__GOAL OF THE EXERCISE__
Scan the entries below. Report each line where the string "Deserialize" occurs.

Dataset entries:

○ ○ ○ ○

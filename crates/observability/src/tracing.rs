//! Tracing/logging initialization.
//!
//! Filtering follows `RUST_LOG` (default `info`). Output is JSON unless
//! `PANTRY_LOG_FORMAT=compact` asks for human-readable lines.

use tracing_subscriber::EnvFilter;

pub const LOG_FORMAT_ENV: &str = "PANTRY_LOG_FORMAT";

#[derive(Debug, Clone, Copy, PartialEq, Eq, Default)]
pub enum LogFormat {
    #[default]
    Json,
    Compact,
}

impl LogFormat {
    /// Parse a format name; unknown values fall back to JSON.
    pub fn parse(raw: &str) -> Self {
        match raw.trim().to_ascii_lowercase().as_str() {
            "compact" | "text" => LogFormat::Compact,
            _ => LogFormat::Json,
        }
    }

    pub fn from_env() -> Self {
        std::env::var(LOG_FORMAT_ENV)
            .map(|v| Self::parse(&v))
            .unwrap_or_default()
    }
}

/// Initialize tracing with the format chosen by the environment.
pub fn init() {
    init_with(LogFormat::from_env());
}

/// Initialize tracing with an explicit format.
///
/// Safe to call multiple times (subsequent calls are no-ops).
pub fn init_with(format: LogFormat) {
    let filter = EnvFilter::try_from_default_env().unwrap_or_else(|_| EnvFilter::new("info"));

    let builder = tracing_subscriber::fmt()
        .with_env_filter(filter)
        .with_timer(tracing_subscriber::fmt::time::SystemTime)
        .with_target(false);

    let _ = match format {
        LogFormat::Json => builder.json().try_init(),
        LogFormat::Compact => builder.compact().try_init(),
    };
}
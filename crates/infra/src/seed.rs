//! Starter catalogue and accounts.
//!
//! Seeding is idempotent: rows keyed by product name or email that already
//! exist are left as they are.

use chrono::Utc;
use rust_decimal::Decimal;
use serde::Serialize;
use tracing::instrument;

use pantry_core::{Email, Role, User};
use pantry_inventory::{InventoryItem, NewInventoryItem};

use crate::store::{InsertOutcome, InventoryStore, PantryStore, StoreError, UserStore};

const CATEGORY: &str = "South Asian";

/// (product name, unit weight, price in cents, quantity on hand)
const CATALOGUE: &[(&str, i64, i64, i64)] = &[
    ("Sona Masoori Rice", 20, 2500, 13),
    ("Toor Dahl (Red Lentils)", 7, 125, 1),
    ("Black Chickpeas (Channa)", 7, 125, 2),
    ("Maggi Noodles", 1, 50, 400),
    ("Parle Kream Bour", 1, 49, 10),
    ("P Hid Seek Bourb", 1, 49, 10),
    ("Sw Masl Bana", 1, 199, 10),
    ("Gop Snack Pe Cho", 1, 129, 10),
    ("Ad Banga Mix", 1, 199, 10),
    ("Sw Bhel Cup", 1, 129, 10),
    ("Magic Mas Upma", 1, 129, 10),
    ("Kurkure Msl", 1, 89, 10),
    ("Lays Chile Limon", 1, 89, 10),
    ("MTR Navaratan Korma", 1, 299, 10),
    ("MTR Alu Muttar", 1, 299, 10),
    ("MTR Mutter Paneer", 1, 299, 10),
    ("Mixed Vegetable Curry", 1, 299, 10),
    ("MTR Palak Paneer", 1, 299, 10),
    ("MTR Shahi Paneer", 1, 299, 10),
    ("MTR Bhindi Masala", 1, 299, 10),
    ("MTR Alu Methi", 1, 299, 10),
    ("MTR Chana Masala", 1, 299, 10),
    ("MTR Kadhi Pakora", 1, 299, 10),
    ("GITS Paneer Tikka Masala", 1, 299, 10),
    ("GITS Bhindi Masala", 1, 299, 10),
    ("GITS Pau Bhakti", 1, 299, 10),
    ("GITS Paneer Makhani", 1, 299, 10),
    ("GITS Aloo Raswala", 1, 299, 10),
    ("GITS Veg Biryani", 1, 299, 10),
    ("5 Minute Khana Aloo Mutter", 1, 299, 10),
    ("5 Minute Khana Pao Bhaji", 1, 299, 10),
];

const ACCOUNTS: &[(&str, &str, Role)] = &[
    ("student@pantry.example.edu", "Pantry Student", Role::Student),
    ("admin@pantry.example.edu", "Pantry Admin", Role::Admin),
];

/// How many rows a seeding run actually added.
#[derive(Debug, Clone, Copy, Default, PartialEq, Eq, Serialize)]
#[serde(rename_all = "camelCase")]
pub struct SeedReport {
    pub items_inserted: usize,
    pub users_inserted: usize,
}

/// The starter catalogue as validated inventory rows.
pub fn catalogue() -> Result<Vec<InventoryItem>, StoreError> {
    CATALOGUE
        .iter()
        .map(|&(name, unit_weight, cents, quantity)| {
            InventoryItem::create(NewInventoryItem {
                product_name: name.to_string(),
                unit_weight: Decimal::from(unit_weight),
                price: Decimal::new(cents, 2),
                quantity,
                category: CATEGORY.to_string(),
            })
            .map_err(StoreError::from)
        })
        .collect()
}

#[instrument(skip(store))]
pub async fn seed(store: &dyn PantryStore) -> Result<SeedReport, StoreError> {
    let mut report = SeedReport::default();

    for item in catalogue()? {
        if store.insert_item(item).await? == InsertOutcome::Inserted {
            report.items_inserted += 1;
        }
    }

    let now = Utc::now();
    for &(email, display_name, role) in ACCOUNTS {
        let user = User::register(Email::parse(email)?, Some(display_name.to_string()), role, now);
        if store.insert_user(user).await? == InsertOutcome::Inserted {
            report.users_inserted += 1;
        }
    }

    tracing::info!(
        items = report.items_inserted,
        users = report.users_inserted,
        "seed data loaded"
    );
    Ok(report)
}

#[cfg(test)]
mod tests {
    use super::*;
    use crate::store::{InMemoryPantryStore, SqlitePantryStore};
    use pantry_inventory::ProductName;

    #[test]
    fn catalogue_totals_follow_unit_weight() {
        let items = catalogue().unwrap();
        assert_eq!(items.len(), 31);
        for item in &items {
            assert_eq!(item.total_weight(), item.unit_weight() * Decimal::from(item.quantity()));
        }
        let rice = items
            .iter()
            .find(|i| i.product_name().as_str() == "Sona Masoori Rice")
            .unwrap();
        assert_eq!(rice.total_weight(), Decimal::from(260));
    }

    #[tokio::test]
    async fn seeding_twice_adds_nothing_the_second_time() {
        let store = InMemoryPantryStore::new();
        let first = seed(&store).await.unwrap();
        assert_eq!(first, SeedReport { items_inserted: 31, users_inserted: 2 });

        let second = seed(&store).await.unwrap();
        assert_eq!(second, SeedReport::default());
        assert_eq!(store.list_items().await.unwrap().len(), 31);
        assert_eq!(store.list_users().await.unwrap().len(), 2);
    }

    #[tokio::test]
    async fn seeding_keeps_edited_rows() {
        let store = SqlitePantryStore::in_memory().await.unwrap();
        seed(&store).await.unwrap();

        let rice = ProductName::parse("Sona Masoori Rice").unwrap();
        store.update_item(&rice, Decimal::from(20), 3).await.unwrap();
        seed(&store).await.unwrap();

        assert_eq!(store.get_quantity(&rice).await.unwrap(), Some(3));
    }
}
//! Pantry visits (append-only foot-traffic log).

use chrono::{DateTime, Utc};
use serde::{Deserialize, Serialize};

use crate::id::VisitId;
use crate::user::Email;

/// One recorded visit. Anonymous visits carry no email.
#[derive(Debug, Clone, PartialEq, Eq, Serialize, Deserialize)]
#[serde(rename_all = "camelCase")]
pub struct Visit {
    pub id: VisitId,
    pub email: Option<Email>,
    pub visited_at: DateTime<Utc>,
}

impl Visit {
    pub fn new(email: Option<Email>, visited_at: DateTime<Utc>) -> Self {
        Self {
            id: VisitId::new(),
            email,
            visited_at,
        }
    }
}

○ ○ ○ ○

__TASK OUTPUT__
use serde::{Deserialize, Serialize};
#[derive(Debug, Clone, PartialEq, Eq, Serialize, Deserialize)]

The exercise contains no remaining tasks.